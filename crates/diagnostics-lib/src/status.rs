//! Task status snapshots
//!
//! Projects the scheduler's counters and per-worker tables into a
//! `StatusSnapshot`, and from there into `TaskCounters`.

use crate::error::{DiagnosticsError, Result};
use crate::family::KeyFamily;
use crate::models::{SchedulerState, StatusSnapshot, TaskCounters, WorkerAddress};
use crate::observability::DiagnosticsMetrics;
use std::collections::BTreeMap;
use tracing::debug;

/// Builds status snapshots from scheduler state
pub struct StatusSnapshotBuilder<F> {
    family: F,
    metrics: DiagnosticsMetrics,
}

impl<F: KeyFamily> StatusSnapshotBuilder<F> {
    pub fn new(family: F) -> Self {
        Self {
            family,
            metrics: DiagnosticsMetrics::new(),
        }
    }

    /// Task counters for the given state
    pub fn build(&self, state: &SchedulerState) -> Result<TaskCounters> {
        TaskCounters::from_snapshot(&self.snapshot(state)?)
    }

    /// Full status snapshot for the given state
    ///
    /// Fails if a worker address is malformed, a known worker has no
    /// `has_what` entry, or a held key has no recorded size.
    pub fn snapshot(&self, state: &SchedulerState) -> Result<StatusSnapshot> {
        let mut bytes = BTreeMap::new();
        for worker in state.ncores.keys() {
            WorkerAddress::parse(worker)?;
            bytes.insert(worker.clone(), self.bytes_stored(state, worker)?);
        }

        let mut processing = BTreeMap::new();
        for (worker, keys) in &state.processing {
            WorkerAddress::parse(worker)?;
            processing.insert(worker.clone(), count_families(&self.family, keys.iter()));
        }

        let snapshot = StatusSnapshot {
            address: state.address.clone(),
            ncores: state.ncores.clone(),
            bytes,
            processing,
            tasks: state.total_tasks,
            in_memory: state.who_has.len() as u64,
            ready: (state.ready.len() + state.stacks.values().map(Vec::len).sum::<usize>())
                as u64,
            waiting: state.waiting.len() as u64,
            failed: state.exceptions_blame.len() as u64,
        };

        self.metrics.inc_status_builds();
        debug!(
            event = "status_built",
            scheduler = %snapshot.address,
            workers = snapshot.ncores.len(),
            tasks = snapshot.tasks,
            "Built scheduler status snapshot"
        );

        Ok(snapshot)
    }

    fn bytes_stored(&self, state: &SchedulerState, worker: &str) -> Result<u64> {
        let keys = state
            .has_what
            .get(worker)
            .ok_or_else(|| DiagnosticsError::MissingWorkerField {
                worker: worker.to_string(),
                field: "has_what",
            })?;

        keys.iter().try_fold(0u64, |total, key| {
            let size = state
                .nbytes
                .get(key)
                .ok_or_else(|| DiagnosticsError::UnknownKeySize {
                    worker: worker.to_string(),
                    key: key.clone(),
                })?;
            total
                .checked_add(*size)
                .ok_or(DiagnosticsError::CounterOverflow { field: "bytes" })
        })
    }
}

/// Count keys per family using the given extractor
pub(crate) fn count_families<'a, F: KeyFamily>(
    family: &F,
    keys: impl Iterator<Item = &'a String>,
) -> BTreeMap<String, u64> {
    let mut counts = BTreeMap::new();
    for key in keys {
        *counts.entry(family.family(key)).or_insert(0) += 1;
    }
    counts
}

----------

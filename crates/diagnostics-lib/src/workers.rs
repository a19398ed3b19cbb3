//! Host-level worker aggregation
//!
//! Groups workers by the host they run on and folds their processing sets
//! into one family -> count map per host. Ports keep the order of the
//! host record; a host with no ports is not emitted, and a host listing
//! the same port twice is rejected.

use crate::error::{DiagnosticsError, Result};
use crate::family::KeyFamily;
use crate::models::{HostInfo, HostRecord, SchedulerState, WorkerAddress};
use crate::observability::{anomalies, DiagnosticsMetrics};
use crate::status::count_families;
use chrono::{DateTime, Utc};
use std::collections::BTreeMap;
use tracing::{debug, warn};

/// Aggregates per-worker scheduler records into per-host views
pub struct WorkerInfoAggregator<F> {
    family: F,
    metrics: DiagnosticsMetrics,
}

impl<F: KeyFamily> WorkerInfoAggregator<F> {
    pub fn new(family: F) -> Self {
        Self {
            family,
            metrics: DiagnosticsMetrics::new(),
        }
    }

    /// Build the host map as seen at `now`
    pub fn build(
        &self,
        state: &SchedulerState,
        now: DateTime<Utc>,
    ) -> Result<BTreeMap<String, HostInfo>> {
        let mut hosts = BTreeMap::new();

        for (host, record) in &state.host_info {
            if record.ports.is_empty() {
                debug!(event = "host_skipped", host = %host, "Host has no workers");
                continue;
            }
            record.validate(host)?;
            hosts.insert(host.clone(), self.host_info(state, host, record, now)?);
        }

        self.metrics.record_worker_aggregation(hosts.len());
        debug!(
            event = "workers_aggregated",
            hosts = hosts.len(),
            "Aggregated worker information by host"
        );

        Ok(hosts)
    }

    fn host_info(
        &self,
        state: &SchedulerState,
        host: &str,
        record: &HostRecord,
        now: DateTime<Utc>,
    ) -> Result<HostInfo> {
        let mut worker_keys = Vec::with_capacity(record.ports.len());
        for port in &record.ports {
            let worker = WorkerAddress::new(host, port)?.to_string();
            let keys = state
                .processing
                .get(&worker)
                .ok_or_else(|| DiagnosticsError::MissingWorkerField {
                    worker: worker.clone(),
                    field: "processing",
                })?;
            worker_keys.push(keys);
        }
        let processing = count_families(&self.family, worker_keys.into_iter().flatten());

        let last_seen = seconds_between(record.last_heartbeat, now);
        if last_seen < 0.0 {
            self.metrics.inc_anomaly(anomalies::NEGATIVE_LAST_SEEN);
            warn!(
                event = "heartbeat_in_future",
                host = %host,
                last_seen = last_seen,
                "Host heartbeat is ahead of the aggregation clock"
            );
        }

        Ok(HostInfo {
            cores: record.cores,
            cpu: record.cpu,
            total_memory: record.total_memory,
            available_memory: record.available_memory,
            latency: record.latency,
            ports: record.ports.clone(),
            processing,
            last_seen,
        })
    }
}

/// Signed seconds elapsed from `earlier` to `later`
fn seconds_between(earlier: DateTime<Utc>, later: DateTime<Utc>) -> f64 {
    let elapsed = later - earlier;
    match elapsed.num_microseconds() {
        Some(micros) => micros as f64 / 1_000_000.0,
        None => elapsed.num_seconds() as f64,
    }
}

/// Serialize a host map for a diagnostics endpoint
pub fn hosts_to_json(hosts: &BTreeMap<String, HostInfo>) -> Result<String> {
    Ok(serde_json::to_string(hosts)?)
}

----------

Search the data for "elapsed". Copy every matching line.

(WRITTEN REPLY)
/// Signed seconds elapsed from `earlier` to `later`
    let elapsed = later - earlier;
    match elapsed.num_microseconds() {
        None => elapsed.num_seconds() as f64,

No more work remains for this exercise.